Tiffany Haddish went to unusual lengths to get honest feedback on her work

By Sarah Todd

Going into a job interview is a stressful experience, but coming back from one can be just as nerve-wracking. Did I fumble that last question? Did the interviewer think I was too inexperienced? Was my handshake off-putting? Sometimes, there’s just no way of knowing.

Actor and comedian Tiffany Haddish, for one, got tired of contemplating the possible reactions to her auditions. So the Girls Trip star took the matter of getting raw feedback into her own hands, finding out what directors and casting agents thought of her by putting her cell phone in her purse, with the voice memo rolling, then “forgetting” her bag in the audition room before going back to get it later.

“I want to hear so that I can write jokes about it. That and also so that I use it to my advantage and grow,” Haddish said at a roundtable hosted by The Hollywood Reporter.

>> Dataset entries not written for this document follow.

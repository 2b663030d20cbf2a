//! GF(2^k) Arithmetic
//!
//! Polynomial arithmetic over the Galois fields used by the Reed-Solomon
//! codeword engine. Aztec Code uses four data field sizes depending on the
//! chosen codeword width `k`, plus a fixed GF(16) field for the mode message,
//! each with its own primitive polynomial:
//!
//! | k  | field size | primitive polynomial |
//! |----|-----------|------------------------|
//! | 4  | 16        | 19                     |
//! | 6  | 64        | 67                     |
//! | 8  | 256       | 301                    |
//! | 10 | 1024      | 1033                   |
//! | 12 | 4096      | 4201                   |
//!
//! Multiplication is a direct carryless multiply followed by modular
//! reduction against the primitive polynomial; no log/exp tables are used
//! since the generator polynomials this crate builds are small (`nc` is at
//! most a few dozen codewords) and a lookup table would only pay for itself
//! at far larger field sizes.

/// A Galois field GF(2^k), parameterized by its size and primitive polynomial.
///
/// `size` is `2^k` and `poly` is the primitive polynomial represented as an
/// integer with its degree-`k` bit set (e.g. `19` = `0b10011` for GF(16)).
#[derive(Debug, Clone, Copy, PartialEq, Eq)]
pub struct GaloisField {
    pub size: u32,
    pub poly: u32,
}

impl GaloisField {
    /// GF(16), used by the mode message regardless of the data codeword size.
    pub const MODE_MESSAGE: GaloisField = GaloisField::new(16, 19);

    pub const fn new(size: u32, poly: u32) -> Self {
        GaloisField { size, poly }
    }

    /// Resolve the field used for `k`-bit data codewords.
    pub fn for_codeword_bits(k: u32) -> GaloisField {
        match k {
            4 => GaloisField::new(16, 19),
            6 => GaloisField::new(64, 67),
            8 => GaloisField::new(256, 301),
            10 => GaloisField::new(1024, 1033),
            12 => GaloisField::new(4096, 4201),
            _ => panic!("unsupported codeword width: {k}"),
        }
    }

    /// Addition in GF(2^k) is XOR.
    #[inline]
    pub fn add(&self, a: u32, b: u32) -> u32 {
        a ^ b
    }

    /// Multiply two field elements modulo the primitive polynomial.
    ///
    /// Direct carryless (XOR-shift) multiply: accumulate `a` shifted for each
    /// set bit of `b`, reducing by `poly` whenever the running product would
    /// overflow the field's bit width.
    pub fn mul(&self, mut a: u32, mut b: u32) -> u32 {
        let mut result = 0u32;
        while b != 0 {
            if b & 1 != 0 {
                result ^= a;
            }
            let carry = a & (self.size >> 1) != 0;
            a <<= 1;
            if carry {
                a ^= self.poly;
            }
            a &= self.size - 1;
            b >>= 1;
        }
        result
    }

    /// Evaluate a polynomial (coefficients highest-degree first) at `x`, via
    /// Horner's rule using field arithmetic throughout.
    pub fn eval(&self, coeffs: &[u32], x: u32) -> u32 {
        coeffs
            .iter()
            .fold(0u32, |acc, &c| self.add(self.mul(acc, x), c))
    }
}
//! Aztec Code encoder CLI
//!
//! Encodes a payload into an Aztec Code symbol and renders it as ASCII art,
//! to standard output or to a file.

use std::fmt::Write as _;
use std::fs;
use std::process::ExitCode;

use clap::Parser;
use tracing::{error, info, Level};
use tracing_subscriber::{fmt, prelude::*, EnvFilter};

use aztec_encoder::{encode_symbol, Error};

/// Encode text or bytes into an Aztec Code symbol
#[derive(Parser, Debug)]
#[command(author, version, about, long_about = None)]
struct Args {
    /// Payload to encode
    payload: String,

    /// Error correction redundancy, as a percentage of total codewords (0-100)
    #[arg(long, env = "AZTEC_EC_PERCENT", default_value = "23")]
    ec_percent: u8,

    /// Canonical encoding name for an ECI prefix (e.g. "utf-8", "iso8859-1")
    #[arg(long, env = "AZTEC_ENCODING")]
    encoding: Option<String>,

    /// Write the rendered symbol to this file instead of standard output
    #[arg(long)]
    output: Option<String>,

    /// Log level (trace, debug, info, warn, error)
    #[arg(long, env = "LOG_LEVEL", default_value = "info")]
    log_level: String,

    /// Output logs as JSON
    #[arg(long, env = "LOG_JSON")]
    log_json: bool,
}

fn main() -> ExitCode {
    let args = Args::parse();
    init_logging(&args);

    match run(&args) {
        Ok(()) => ExitCode::SUCCESS,
        Err(e) => {
            error!("{e}");
            ExitCode::FAILURE
        }
    }
}

fn run(args: &Args) -> Result<(), Error> {
    info!(payload_len = args.payload.len(), ec_percent = args.ec_percent, "encoding payload");

    let result = encode_symbol(
        args.payload.as_bytes(),
        args.ec_percent,
        args.encoding.as_deref(),
    )?;

    info!(
        compact = result.compact,
        layers = result.layers,
        side = result.side,
        "symbol ready"
    );

    let art = render_ascii(&result.matrix);
    match &args.output {
        Some(path) => fs::write(path, art)?,
        None => println!("{art}"),
    }

    Ok(())
}

fn render_ascii(matrix: &[Vec<bool>]) -> String {
    let mut out = String::new();
    for row in matrix {
        for &dark in row {
            out.push(if dark { '#' } else { ' ' });
        }
        writeln!(out).expect("writing to a String never fails");
    }
    out
}

fn init_logging(args: &Args) {
    let level = match args.log_level.to_lowercase().as_str() {
        "trace" => Level::TRACE,
        "debug" => Level::DEBUG,
        "info" => Level::INFO,
        "warn" => Level::WARN,
        "error" => Level::ERROR,
        _ => Level::INFO,
    };

    let filter = EnvFilter::from_default_env().add_directive(level.into());

    if args.log_json {
        tracing_subscriber::registry()
            .with(filter)
            .with(fmt::layer().json())
            .init();
    } else {
        tracing_subscriber::registry()
            .with(filter)
            .with(fmt::layer().with_target(false))
            .init();
    }
}

#[cfg(test)]
mod tests {
    use super::*;

    #[test]
    fn render_ascii_uses_hash_and_space() {
        let matrix = vec![vec![true, false], vec![false, true]];
        assert_eq!(render_ascii(&matrix), "# \n #\n");
    }
}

Some of the critiques people offered when they thought Haddish wasn’t listening were actually helpful: It turned out that her script readings needed work, for example, so she started practicing reading out loud more often before the auditions.

Other comments captured on tape weren’t at all constructive, but they did confirm the reality of the prejudices faced by black women in Hollywood. At the roundtable, Haddish shared a few memorable bits of feedback she collected: “‘She is not as urban as I thought she’d be.’ Or, ‘She is so ghetto.’ ‘Her boobs aren’t big enough.’ ‘I really think we should just go with a white girl.'”

Research shows that most people crave feedback about their work. But few actually get it, and when we do, we often become upset or defensive. Haddish admits that she wasn’t impervious to other people’s dismissals of her auditions. “Sure, they hurt my feelings,” she says. But for her, the value of getting candid comments about her performance outweighed the emotional cost—not to mention the potential penalties of breaking the “two-party consent” rule on recording conversations in California.